"""

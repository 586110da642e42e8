pub mod handlers;
pub mod http;
pub mod prompts;
pub mod resources;
pub mod stdio;
pub mod tooling;

pub use http::{
    call_tool, dispatch_tool, get_prompt, list_prompts, list_resources, list_tools, read_resource,
    McpCallRequest, McpCallResponse, McpContent, McpPrompt, McpPromptGetRequest,
    McpPromptResponse, McpPromptsResponse, McpResource, McpResourceReadRequest,
    McpResourcesResponse, McpTool, McpToolsResponse,
};
use super::http;
use super::tooling::schema_to_object_map;
use crate::core::config::{self, AzureConfig};
use crate::core::types::ErrorResponse;
use crate::mcp::McpCallResponse;
use crate::AppState;
use axum::http::StatusCode;
use axum::response::Json;
use rmcp::{model::*, ServiceExt};
use serde_json::Value;
use std::borrow::Cow;
use std::sync::Arc;
use tracing::{info, warn};

fn status_code_to_error_code(status: StatusCode) -> ErrorCode {
    match status {
        StatusCode::BAD_REQUEST | StatusCode::UNPROCESSABLE_ENTITY => ErrorCode::INVALID_PARAMS,
        StatusCode::NOT_FOUND => ErrorCode::METHOD_NOT_FOUND,
        _ => ErrorCode::INTERNAL_ERROR,
    }
}

fn mcp_call_response_to_stdio_result(response: McpCallResponse) -> CallToolResult {
    let content = response
        .content
        .into_iter()
        .map(|item| Content::text(item.text))
        .collect();

    if response.is_error {
        CallToolResult::error(content)
    } else {
        CallToolResult::success(content)
    }
}

fn convert_http_handler_result(
    result: Result<Json<McpCallResponse>, (StatusCode, Json<ErrorResponse>)>,
) -> Result<CallToolResult, ErrorData> {
    match result {
        Ok(Json(response)) => Ok(mcp_call_response_to_stdio_result(response)),
        Err((status, Json(err))) => Err(ErrorData::new(
            status_code_to_error_code(status),
            err.error,
            None,
        )),
    }
}

#[derive(Clone, Debug)]
pub struct McpService {
    pub state: Arc<AppState>,
}

impl McpService {
    pub async fn new() -> anyhow::Result<Self> {
        // stdout is the JSON-RPC channel; all diagnostics go to stderr.
        tracing_subscriber::fmt()
            .with_writer(std::io::stderr)
            .with_env_filter(tracing_subscriber::EnvFilter::from_default_env())
            .try_init()
            .ok();

        info!("Starting MCP Service");

        let azure_config = AzureConfig::from_env();

        let http_client = reqwest::Client::builder()
            .timeout(std::time::Duration::from_secs(config::http_timeout_secs()))
            .connect_timeout(std::time::Duration::from_secs(
                config::http_connect_timeout_secs(),
            ))
            .build()?;

        let state = AppState::new(http_client, azure_config);

        Ok(Self {
            state: Arc::new(state),
        })
    }
}

impl rmcp::ServerHandler for McpService {
    fn get_info(&self) -> ServerInfo {
        let mut server_info = Implementation::from_build_env();
        server_info.title = Some("Azure Scout MCP".to_string());
        server_info.description = Some(
            "Azure estate intelligence: cost analysis, resource inventory, performance metrics, and security posture over the Azure management APIs."
                .to_string(),
        );

        let mut info = ServerInfo::new(ServerCapabilities::builder().enable_tools().build());
        info.protocol_version = ProtocolVersion::LATEST;
        info.server_info = server_info;
        info.instructions = Some(
            "Use these tools to inspect Azure costs, inventory, performance metrics, and security posture for the configured subscription."
                .to_string(),
        );
        info
    }

    async fn list_tools(
        &self,
        _page: Option<PaginatedRequestParams>,
        _context: rmcp::service::RequestContext<rmcp::RoleServer>,
    ) -> Result<ListToolsResult, ErrorData> {
        let tools = self
            .state
            .tool_registry
            .tool_specs()
            .into_iter()
            .map(|spec| {
                let mut tool = Tool::default();
                tool.name = Cow::Owned(spec.name);
                tool.title = Some(spec.title);
                tool.description = Some(Cow::Owned(spec.description));
                tool.input_schema = schema_to_object_map(&spec.input_schema);
                tool.output_schema = None;
                tool.annotations = None;
                tool.execution = None;
                tool.icons = None;
                tool.meta = None;
                tool
            })
            .collect();

        Ok(ListToolsResult {
            tools,
            ..Default::default()
        })
    }

    async fn call_tool(
        &self,
        request: CallToolRequestParams,
        _context: rmcp::service::RequestContext<rmcp::RoleServer>,
    ) -> Result<CallToolResult, ErrorData> {
        info!(
            "MCP tool call: {} with args: {:?}",
            request.name, request.arguments
        );

        if !self.state.tool_registry.contains_tool(request.name.as_ref()) {
            return Err(ErrorData::new(
                ErrorCode::METHOD_NOT_FOUND,
                format!("Unknown tool: {}", request.name),
                None,
            ));
        }

        // Every tool parameter is optional except alert_id, so a missing
        // arguments object reads as "no arguments".
        let arguments = request
            .arguments
            .as_ref()
            .map(|map| Value::Object(map.clone()))
            .unwrap_or_else(|| Value::Object(Default::default()));

        convert_http_handler_result(
            http::dispatch_tool(Arc::clone(&self.state), request.name.as_ref(), &arguments).await,
        )
    }
}

pub async fn run() -> anyhow::Result<()> {
    let service = McpService::new().await?;
    let running = service.serve(rmcp::transport::stdio()).await?;
    info!("MCP stdio server initialized; waiting for client session");
    let quit_reason = running.waiting().await?;
    warn!("MCP stdio server stopped: {:?}", quit_reason);
    Ok(())
}
use super::{graph_rows, row_str, to_pretty};
use crate::azure::ApiFailure;
use crate::core::AppState;
use serde_json::{json, Value};

// ---------------------------------------------------------------------------
// Resource Graph plumbing
// ---------------------------------------------------------------------------

pub const RESOURCE_GRAPH_ENDPOINT: &str = "/providers/Microsoft.ResourceGraph/resources";
pub const RESOURCE_GRAPH_API: &str = "2021-03-01";

/// Resource Graph query scoped to the configured subscription.
pub async fn query_resources(state: &AppState, query: &str) -> Result<Value, ApiFailure> {
    let body = json!({
        "subscriptions": [state.config.subscription_id],
        "query": query,
    });
    state
        .arm
        .post(
            RESOURCE_GRAPH_ENDPOINT,
            &[("api-version", RESOURCE_GRAPH_API.to_string())],
            &body,
        )
        .await
}

/// Tenant-wide Resource Graph query (no subscription scoping). Used by the
/// security analyzers, which read the object-array result shape.
pub async fn query_resources_tenant(state: &AppState, query: &str) -> Result<Value, ApiFailure> {
    let body = json!({"query": query});
    state
        .arm
        .post(
            RESOURCE_GRAPH_ENDPOINT,
            &[("api-version", RESOURCE_GRAPH_API.to_string())],
            &body,
        )
        .await
}

// ---------------------------------------------------------------------------
// Canned KQL
// ---------------------------------------------------------------------------

pub const DEFAULT_RESOURCES_QUERY: &str = r#"
    Resources
    | project id, name, type, resourceGroup, location, subscriptionId, tags, properties
    | limit 1000
    "#;

pub const NETWORK_TOPOLOGY_QUERY: &str = r#"
    Resources
    | where type in~ (
        'Microsoft.Network/virtualNetworks',
        'Microsoft.Network/virtualNetworkPeerings',
        'Microsoft.Network/networkSecurityGroups',
        'Microsoft.Network/networkInterfaces',
        'Microsoft.Network/publicIPAddresses',
        'Microsoft.Network/loadBalancers',
        'Microsoft.Network/applicationGateways',
        'Microsoft.Network/virtualNetworkGateways',
        'Microsoft.Network/routeTables'
    )
    | project id, name, type, resourceGroup, location, properties
    "#;

const COMPUTE_RESOURCES_QUERY: &str = r#"
    Resources
    | where type in~ (
        'Microsoft.Compute/virtualMachines',
        'Microsoft.Compute/virtualMachineScaleSets',
        'Microsoft.Web/sites',
        'Microsoft.Web/serverFarms',
        'Microsoft.ContainerInstance/containerGroups',
        'Microsoft.ContainerService/managedClusters',
        'Microsoft.Batch/batchAccounts'
    )
    | project id, name, type, resourceGroup, location, properties
    "#;

const STORAGE_RESOURCES_QUERY: &str = r#"
    Resources
    | where type in~ (
        'Microsoft.Storage/storageAccounts',
        'Microsoft.Sql/servers',
        'Microsoft.Sql/servers/databases',
        'Microsoft.DocumentDB/databaseAccounts',
        'Microsoft.Cache/Redis',
        'Microsoft.DBforPostgreSQL/servers',
        'Microsoft.DBforMySQL/servers'
    )
    | project id, name, type, resourceGroup, location, properties
    "#;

"""

* [ACTION ITEM]: Look above for the line containing "stdio server initialized;" and the line containing "object-array result shape.". Transcribe both, with the lines between them, exactly.

* [EXERCISE RESPONSE]:
    info!("MCP stdio server initialized; waiting for client session");
    let quit_reason = running.waiting().await?;
    warn!("MCP stdio server stopped: {:?}", quit_reason);
    Ok(())
}
use super::{graph_rows, row_str, to_pretty};
use crate::azure::ApiFailure;
use crate::core::AppState;
use serde_json::{json, Value};

// ---------------------------------------------------------------------------
// Resource Graph plumbing
// ---------------------------------------------------------------------------

pub const RESOURCE_GRAPH_ENDPOINT: &str = "/providers/Microsoft.ResourceGraph/resources";
pub const RESOURCE_GRAPH_API: &str = "2021-03-01";

/// Resource Graph query scoped to the configured subscription.
pub async fn query_resources(state: &AppState, query: &str) -> Result<Value, ApiFailure> {
    let body = json!({
        "subscriptions": [state.config.subscription_id],
        "query": query,
    });
    state
        .arm
        .post(
            RESOURCE_GRAPH_ENDPOINT,
            &[("api-version", RESOURCE_GRAPH_API.to_string())],
            &body,
        )
        .await
}

/// Tenant-wide Resource Graph query (no subscription scoping). Used by the
/// security analyzers, which read the object-array result shape.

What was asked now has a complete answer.